● Instructions to follow: Quote all of the data below exactly, please.

● Records for processing:

Segment Open

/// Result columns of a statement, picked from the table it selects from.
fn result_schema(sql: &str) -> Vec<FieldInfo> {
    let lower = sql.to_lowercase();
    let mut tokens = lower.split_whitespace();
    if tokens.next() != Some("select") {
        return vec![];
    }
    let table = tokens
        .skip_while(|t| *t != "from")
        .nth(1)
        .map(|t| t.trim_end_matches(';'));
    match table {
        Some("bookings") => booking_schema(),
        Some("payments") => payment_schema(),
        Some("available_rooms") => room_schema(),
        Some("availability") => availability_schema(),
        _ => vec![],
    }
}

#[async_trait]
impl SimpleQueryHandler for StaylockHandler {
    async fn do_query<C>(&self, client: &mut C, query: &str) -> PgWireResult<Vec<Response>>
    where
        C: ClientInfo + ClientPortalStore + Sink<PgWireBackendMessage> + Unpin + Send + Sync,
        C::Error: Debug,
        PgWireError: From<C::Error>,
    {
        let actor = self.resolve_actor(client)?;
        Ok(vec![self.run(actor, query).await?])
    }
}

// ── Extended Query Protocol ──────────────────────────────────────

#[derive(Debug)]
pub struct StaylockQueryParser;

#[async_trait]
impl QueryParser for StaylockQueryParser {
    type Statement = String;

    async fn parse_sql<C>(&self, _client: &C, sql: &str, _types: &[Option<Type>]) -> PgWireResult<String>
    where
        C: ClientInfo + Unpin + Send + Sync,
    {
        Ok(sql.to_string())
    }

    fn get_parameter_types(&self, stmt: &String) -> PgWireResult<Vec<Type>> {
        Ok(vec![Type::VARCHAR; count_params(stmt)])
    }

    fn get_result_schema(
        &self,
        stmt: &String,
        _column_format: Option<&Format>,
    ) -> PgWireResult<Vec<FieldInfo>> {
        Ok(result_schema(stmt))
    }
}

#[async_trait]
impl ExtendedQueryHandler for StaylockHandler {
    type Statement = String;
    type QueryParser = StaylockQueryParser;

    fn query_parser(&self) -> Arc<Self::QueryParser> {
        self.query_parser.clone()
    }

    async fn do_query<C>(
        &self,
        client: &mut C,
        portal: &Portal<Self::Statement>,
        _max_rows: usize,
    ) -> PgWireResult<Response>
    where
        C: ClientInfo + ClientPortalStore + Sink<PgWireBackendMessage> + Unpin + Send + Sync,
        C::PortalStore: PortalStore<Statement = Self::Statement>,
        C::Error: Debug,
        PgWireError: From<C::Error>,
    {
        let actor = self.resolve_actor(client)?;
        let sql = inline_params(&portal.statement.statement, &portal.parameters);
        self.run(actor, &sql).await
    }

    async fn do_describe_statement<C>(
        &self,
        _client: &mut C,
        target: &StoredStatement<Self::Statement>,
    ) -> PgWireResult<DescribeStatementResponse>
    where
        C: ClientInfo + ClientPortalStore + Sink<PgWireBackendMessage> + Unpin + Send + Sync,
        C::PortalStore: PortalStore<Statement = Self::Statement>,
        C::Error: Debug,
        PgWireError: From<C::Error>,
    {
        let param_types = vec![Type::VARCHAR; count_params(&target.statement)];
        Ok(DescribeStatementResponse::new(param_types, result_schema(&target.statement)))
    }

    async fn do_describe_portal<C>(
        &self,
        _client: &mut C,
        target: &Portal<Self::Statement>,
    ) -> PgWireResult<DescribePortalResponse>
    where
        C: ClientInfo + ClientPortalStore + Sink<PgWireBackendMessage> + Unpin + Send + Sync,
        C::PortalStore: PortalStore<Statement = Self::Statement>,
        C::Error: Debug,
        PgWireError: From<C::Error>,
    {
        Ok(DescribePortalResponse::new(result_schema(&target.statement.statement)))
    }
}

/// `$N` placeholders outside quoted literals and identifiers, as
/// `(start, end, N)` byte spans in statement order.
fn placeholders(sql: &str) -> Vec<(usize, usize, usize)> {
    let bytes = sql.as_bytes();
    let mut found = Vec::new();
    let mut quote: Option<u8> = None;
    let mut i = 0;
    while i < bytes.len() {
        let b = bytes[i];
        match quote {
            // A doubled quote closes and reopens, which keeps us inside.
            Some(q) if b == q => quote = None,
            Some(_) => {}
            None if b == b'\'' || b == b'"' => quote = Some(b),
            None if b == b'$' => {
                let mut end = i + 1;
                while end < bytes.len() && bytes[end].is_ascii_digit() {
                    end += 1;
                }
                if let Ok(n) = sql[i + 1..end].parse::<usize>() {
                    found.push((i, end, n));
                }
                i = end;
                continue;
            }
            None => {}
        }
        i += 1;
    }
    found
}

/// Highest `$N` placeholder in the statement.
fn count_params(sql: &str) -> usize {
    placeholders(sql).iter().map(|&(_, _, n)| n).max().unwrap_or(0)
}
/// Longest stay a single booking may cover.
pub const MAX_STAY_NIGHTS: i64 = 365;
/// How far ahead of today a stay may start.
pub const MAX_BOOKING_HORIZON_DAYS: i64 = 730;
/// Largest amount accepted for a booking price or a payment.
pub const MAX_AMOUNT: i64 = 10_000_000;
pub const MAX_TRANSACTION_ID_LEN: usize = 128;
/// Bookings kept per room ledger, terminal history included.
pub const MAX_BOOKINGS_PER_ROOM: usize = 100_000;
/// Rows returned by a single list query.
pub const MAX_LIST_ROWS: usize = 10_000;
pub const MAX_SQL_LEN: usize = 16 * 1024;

Segment Closed

● Answer to the problem:
/// Result columns of a statement, picked from the table it selects from.
fn result_schema(sql: &str) -> Vec<FieldInfo> {
    let lower = sql.to_lowercase();
    let mut tokens = lower.split_whitespace();
    if tokens.next() != Some("select") {
        return vec![];
    }
    let table = tokens
        .skip_while(|t| *t != "from")
        .nth(1)
        .map(|t| t.trim_end_matches(';'));
    match table {
        Some("bookings") => booking_schema(),
        Some("payments") => payment_schema(),
        Some("available_rooms") => room_schema(),
        Some("availability") => availability_schema(),
        _ => vec![],
    }
}

#[async_trait]
impl SimpleQueryHandler for StaylockHandler {
    async fn do_query<C>(&self, client: &mut C, query: &str) -> PgWireResult<Vec<Response>>
    where
        C: ClientInfo + ClientPortalStore + Sink<PgWireBackendMessage> + Unpin + Send + Sync,
        C::Error: Debug,
        PgWireError: From<C::Error>,
    {
        let actor = self.resolve_actor(client)?;
        Ok(vec![self.run(actor, query).await?])
    }
}

// ── Extended Query Protocol ──────────────────────────────────────

#[derive(Debug)]
pub struct StaylockQueryParser;

#[async_trait]
impl QueryParser for StaylockQueryParser {
    type Statement = String;

    async fn parse_sql<C>(&self, _client: &C, sql: &str, _types: &[Option<Type>]) -> PgWireResult<String>
    where
        C: ClientInfo + Unpin + Send + Sync,
    {
        Ok(sql.to_string())
    }

    fn get_parameter_types(&self, stmt: &String) -> PgWireResult<Vec<Type>> {
        Ok(vec![Type::VARCHAR; count_params(stmt)])
    }

    fn get_result_schema(
        &self,
        stmt: &String,
        _column_format: Option<&Format>,
    ) -> PgWireResult<Vec<FieldInfo>> {
        Ok(result_schema(stmt))
    }
}

#[async_trait]
impl ExtendedQueryHandler for StaylockHandler {
    type Statement = String;
    type QueryParser = StaylockQueryParser;

    fn query_parser(&self) -> Arc<Self::QueryParser> {
        self.query_parser.clone()
    }

    async fn do_query<C>(
        &self,
        client: &mut C,
        portal: &Portal<Self::Statement>,
        _max_rows: usize,
    ) -> PgWireResult<Response>
    where
        C: ClientInfo + ClientPortalStore + Sink<PgWireBackendMessage> + Unpin + Send + Sync,
        C::PortalStore: PortalStore<Statement = Self::Statement>,
        C::Error: Debug,
        PgWireError: From<C::Error>,
    {
        let actor = self.resolve_actor(client)?;
        let sql = inline_params(&portal.statement.statement, &portal.parameters);
        self.run(actor, &sql).await
    }

    async fn do_describe_statement<C>(
        &self,
        _client: &mut C,
        target: &StoredStatement<Self::Statement>,
    ) -> PgWireResult<DescribeStatementResponse>
    where
        C: ClientInfo + ClientPortalStore + Sink<PgWireBackendMessage> + Unpin + Send + Sync,
        C::PortalStore: PortalStore<Statement = Self::Statement>,
        C::Error: Debug,
        PgWireError: From<C::Error>,
    {
        let param_types = vec![Type::VARCHAR; count_params(&target.statement)];
        Ok(DescribeStatementResponse::new(param_types, result_schema(&target.statement)))
    }

    async fn do_describe_portal<C>(
        &self,
        _client: &mut C,
        target: &Portal<Self::Statement>,
    ) -> PgWireResult<DescribePortalResponse>
    where
        C: ClientInfo + ClientPortalStore + Sink<PgWireBackendMessage> + Unpin + Send + Sync,
        C::PortalStore: PortalStore<Statement = Self::Statement>,
        C::Error: Debug,
        PgWireError: From<C::Error>,
    {
        Ok(DescribePortalResponse::new(result_schema(&target.statement.statement)))
    }
}

/// `$N` placeholders outside quoted literals and identifiers, as
/// `(start, end, N)` byte spans in statement order.
fn placeholders(sql: &str) -> Vec<(usize, usize, usize)> {
    let bytes = sql.as_bytes();
    let mut found = Vec::new();
    let mut quote: Option<u8> = None;
    let mut i = 0;
    while i < bytes.len() {
        let b = bytes[i];
        match quote {
            // A doubled quote closes and reopens, which keeps us inside.
            Some(q) if b == q => quote = None,
            Some(_) => {}
            None if b == b'\'' || b == b'"' => quote = Some(b),
            None if b == b'$' => {
                let mut end = i + 1;
                while end < bytes.len() && bytes[end].is_ascii_digit() {
                    end += 1;
                }
                if let Ok(n) = sql[i + 1..end].parse::<usize>() {
                    found.push((i, end, n));
                }
                i = end;
                continue;
            }
            None => {}
        }
        i += 1;
    }
    found
}

/// Highest `$N` placeholder in the statement.
fn count_params(sql: &str) -> usize {
    placeholders(sql).iter().map(|&(_, _, n)| n).max().unwrap_or(0)
}
/// Longest stay a single booking may cover.
pub const MAX_STAY_NIGHTS: i64 = 365;
/// How far ahead of today a stay may start.
pub const MAX_BOOKING_HORIZON_DAYS: i64 = 730;
/// Largest amount accepted for a booking price or a payment.
pub const MAX_AMOUNT: i64 = 10_000_000;
pub const MAX_TRANSACTION_ID_LEN: usize = 128;
/// Bookings kept per room ledger, terminal history included.
pub const MAX_BOOKINGS_PER_ROOM: usize = 100_000;
/// Rows returned by a single list query.
pub const MAX_LIST_ROWS: usize = 10_000;
pub const MAX_SQL_LEN: usize = 16 * 1024;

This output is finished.